Extracted information START
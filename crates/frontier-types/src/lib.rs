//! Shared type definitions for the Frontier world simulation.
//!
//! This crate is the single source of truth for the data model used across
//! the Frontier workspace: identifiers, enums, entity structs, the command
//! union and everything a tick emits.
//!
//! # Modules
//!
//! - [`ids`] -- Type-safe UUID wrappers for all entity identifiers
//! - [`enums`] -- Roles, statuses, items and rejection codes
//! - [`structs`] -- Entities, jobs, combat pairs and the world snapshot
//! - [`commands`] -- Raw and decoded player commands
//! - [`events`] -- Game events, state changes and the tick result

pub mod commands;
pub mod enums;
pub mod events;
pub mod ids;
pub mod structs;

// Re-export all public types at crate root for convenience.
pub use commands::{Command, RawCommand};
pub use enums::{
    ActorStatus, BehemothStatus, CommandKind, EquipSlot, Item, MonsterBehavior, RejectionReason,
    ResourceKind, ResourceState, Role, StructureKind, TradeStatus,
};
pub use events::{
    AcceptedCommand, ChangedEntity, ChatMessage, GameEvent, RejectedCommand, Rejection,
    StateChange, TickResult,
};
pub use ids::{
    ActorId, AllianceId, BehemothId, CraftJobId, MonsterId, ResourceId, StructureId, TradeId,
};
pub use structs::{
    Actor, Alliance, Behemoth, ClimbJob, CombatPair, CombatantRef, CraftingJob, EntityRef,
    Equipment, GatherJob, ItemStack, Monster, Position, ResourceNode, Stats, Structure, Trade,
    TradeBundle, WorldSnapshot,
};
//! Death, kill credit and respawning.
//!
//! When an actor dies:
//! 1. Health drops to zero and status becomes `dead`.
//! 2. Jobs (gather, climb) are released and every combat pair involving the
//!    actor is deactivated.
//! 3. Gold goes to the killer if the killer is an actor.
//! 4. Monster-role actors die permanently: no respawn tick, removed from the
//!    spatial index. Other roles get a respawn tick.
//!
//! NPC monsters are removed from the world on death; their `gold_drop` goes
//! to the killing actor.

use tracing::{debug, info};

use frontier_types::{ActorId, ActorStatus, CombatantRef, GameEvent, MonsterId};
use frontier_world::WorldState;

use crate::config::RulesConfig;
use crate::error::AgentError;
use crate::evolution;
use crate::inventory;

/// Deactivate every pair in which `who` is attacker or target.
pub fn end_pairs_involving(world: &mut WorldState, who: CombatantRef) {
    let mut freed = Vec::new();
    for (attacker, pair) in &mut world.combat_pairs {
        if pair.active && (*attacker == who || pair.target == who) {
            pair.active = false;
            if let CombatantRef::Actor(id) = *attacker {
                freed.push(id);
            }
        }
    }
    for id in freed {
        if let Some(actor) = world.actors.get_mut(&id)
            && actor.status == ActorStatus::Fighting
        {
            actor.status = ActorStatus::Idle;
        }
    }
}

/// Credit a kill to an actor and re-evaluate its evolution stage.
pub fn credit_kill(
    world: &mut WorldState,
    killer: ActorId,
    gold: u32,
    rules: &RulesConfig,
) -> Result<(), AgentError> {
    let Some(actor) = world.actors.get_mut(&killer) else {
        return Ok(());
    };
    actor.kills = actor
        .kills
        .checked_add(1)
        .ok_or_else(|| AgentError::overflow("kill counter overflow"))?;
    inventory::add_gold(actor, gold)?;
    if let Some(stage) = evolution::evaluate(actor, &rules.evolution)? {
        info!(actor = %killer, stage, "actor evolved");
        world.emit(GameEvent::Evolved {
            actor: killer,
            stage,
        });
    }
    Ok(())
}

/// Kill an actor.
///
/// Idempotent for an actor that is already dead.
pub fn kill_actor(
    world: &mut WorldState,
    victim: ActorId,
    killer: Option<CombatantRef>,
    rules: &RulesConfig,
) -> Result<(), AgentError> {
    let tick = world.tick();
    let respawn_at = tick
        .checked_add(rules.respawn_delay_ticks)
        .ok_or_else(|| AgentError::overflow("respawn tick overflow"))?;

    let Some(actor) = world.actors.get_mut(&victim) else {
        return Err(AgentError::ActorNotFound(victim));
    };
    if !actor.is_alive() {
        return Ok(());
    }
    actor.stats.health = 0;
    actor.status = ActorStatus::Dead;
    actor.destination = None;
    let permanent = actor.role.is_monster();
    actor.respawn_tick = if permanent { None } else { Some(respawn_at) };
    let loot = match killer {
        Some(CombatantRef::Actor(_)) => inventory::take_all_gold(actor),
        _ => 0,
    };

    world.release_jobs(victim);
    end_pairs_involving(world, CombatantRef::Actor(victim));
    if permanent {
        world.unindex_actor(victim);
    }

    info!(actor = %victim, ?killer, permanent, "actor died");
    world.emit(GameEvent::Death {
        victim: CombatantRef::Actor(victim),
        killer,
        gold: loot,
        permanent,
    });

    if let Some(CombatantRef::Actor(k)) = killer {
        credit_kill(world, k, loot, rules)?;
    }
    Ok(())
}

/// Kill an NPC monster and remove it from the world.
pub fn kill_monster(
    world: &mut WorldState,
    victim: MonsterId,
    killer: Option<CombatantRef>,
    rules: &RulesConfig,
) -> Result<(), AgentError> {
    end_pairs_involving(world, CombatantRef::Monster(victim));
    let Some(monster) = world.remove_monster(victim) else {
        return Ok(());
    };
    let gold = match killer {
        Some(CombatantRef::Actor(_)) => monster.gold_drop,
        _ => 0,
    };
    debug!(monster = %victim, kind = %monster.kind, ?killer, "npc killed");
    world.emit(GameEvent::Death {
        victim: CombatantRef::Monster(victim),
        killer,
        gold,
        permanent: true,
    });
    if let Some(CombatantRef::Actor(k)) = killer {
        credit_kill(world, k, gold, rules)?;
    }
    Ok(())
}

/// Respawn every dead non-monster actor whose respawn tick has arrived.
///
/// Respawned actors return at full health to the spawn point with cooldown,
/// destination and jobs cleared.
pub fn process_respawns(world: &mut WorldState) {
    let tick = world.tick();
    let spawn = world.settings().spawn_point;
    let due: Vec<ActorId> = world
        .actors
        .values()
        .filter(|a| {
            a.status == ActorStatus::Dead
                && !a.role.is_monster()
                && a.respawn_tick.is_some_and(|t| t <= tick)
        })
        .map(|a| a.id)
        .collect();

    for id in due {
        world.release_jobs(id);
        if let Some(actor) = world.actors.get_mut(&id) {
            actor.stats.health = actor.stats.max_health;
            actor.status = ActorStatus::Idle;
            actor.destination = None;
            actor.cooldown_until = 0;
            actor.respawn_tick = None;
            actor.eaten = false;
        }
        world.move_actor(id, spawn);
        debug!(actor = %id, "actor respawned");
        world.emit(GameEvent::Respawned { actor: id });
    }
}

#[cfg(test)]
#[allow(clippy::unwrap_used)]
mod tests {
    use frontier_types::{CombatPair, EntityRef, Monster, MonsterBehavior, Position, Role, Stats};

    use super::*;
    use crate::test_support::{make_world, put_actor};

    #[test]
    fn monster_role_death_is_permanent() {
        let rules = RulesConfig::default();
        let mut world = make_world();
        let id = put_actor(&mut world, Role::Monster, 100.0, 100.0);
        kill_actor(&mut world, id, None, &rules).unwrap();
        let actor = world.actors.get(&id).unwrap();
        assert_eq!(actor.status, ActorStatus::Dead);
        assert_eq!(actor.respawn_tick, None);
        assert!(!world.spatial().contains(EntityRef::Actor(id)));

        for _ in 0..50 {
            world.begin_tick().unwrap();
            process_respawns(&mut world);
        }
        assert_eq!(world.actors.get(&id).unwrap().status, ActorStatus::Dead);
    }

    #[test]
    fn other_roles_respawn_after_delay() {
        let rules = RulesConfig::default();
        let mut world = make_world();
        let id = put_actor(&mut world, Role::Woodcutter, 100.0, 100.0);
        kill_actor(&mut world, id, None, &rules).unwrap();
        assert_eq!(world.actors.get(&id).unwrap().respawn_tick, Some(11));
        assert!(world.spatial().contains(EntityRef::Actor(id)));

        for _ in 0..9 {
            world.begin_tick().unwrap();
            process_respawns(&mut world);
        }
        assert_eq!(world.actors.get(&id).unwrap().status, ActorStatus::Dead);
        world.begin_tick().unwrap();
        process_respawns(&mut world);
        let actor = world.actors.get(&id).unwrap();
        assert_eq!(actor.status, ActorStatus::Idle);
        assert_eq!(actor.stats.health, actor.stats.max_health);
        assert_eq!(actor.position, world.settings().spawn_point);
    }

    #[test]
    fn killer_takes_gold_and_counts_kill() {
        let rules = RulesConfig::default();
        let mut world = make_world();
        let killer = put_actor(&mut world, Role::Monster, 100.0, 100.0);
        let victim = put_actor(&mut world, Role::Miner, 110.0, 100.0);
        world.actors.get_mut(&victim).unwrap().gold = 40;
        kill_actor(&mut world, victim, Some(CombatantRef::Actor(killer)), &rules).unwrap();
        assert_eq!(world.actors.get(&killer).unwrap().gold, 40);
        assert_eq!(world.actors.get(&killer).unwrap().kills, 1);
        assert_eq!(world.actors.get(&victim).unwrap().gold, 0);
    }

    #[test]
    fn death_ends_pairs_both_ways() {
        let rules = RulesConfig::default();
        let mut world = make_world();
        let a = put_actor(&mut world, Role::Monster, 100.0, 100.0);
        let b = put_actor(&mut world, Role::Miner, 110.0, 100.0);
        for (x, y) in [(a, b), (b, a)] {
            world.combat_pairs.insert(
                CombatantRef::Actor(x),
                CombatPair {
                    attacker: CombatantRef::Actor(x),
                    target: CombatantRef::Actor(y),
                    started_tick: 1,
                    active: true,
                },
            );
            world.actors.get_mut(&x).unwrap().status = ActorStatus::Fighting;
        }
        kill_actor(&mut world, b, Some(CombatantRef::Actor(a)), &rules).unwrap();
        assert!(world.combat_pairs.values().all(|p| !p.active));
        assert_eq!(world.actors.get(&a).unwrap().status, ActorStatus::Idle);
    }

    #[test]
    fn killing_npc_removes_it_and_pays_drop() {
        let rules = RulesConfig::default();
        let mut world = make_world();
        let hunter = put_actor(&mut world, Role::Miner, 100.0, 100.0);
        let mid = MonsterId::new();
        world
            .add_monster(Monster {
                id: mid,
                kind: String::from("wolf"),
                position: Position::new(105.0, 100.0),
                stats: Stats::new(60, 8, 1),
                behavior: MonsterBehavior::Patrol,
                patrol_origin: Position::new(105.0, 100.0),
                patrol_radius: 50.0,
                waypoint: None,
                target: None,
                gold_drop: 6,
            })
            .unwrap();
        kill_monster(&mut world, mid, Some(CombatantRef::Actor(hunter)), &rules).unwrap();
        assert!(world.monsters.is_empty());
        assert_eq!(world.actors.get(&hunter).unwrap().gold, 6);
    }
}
Extracted information END
Extracted information START
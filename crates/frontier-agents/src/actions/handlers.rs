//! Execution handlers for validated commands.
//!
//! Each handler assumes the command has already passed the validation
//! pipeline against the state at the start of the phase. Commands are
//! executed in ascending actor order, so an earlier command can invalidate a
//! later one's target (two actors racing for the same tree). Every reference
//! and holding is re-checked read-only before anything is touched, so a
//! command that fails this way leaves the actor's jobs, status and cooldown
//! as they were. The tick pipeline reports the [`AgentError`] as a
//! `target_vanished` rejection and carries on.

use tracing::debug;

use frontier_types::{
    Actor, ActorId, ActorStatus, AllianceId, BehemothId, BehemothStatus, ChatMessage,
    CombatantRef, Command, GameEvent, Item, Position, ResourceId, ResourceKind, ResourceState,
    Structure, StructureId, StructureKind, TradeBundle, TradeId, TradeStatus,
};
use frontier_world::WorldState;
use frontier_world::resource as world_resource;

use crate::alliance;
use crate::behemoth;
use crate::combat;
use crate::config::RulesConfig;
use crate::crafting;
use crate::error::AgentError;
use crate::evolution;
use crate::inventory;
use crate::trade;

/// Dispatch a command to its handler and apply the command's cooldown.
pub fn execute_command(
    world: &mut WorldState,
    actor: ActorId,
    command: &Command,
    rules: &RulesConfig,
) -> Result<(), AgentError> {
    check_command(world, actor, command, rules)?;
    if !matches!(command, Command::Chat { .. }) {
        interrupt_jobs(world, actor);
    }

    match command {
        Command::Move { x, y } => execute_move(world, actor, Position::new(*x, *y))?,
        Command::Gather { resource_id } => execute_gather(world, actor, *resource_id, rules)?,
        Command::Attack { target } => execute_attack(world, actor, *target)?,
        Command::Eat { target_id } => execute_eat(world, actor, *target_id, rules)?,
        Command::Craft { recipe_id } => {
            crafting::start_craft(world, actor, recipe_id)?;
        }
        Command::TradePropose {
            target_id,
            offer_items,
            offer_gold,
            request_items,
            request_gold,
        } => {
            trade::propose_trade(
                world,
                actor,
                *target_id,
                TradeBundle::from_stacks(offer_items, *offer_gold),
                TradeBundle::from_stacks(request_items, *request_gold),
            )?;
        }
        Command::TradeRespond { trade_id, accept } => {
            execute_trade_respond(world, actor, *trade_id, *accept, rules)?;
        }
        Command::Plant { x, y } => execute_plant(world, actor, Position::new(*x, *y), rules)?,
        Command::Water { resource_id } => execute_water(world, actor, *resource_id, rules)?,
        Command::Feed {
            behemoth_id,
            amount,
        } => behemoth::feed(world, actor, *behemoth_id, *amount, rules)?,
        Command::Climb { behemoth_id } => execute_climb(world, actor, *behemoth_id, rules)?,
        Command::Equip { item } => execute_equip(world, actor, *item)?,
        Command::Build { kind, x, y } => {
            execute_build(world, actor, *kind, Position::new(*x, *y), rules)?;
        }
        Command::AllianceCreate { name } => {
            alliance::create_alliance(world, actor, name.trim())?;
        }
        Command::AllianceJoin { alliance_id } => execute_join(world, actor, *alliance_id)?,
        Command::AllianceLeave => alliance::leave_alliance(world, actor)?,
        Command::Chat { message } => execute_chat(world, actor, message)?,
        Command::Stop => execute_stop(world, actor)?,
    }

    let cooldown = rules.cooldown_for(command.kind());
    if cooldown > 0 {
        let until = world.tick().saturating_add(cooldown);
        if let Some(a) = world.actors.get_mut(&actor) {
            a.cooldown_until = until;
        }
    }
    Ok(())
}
Extracted information END
Every line in the data above that includes the word "debug" should be copied.

### Response box
use tracing::{debug, info};
    debug!(monster = %victim, kind = %monster.kind, ?killer, "npc killed");
        debug!(actor = %id, "actor respawned");
use tracing::debug;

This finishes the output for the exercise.